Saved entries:
____

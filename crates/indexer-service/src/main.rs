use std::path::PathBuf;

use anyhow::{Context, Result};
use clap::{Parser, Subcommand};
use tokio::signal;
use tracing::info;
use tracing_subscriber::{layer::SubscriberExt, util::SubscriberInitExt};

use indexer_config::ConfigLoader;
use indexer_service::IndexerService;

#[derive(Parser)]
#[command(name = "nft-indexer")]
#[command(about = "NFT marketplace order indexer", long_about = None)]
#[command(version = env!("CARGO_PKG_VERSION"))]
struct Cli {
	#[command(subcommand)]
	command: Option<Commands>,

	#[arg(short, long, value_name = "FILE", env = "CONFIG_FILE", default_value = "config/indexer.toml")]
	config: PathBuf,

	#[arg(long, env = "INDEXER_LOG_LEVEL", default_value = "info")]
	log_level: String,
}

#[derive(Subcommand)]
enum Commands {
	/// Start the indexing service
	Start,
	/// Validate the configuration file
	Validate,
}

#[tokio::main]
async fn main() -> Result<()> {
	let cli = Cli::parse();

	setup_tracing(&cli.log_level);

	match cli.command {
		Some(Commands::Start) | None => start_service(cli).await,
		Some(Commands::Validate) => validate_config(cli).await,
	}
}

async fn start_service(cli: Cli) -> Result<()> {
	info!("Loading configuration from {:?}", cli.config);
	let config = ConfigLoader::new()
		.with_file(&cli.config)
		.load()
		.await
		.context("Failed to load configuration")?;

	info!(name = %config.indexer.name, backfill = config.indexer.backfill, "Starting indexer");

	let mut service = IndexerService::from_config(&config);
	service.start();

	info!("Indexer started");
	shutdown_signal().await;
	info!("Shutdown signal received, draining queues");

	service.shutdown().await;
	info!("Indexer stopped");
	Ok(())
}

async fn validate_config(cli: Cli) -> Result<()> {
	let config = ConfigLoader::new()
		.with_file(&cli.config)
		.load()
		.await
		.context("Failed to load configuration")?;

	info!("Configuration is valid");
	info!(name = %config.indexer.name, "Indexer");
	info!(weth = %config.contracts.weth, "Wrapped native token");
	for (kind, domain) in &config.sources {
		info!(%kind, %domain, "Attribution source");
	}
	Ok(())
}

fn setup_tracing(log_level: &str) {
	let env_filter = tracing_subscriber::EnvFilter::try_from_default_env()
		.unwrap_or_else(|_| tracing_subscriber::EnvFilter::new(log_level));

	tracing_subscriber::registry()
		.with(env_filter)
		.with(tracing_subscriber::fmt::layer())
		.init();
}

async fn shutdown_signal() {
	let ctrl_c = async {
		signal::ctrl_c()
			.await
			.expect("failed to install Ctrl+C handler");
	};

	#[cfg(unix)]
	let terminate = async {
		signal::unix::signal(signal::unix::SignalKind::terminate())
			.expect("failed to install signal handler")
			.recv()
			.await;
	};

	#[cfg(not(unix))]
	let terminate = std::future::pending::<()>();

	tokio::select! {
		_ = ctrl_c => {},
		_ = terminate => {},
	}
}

____

• **EXERCISE DIRECTIONS**: Provide the count of lines holding the word "Result" in these entries, and no other words.

• **ANSWER TO THIS PROBLEM**: 4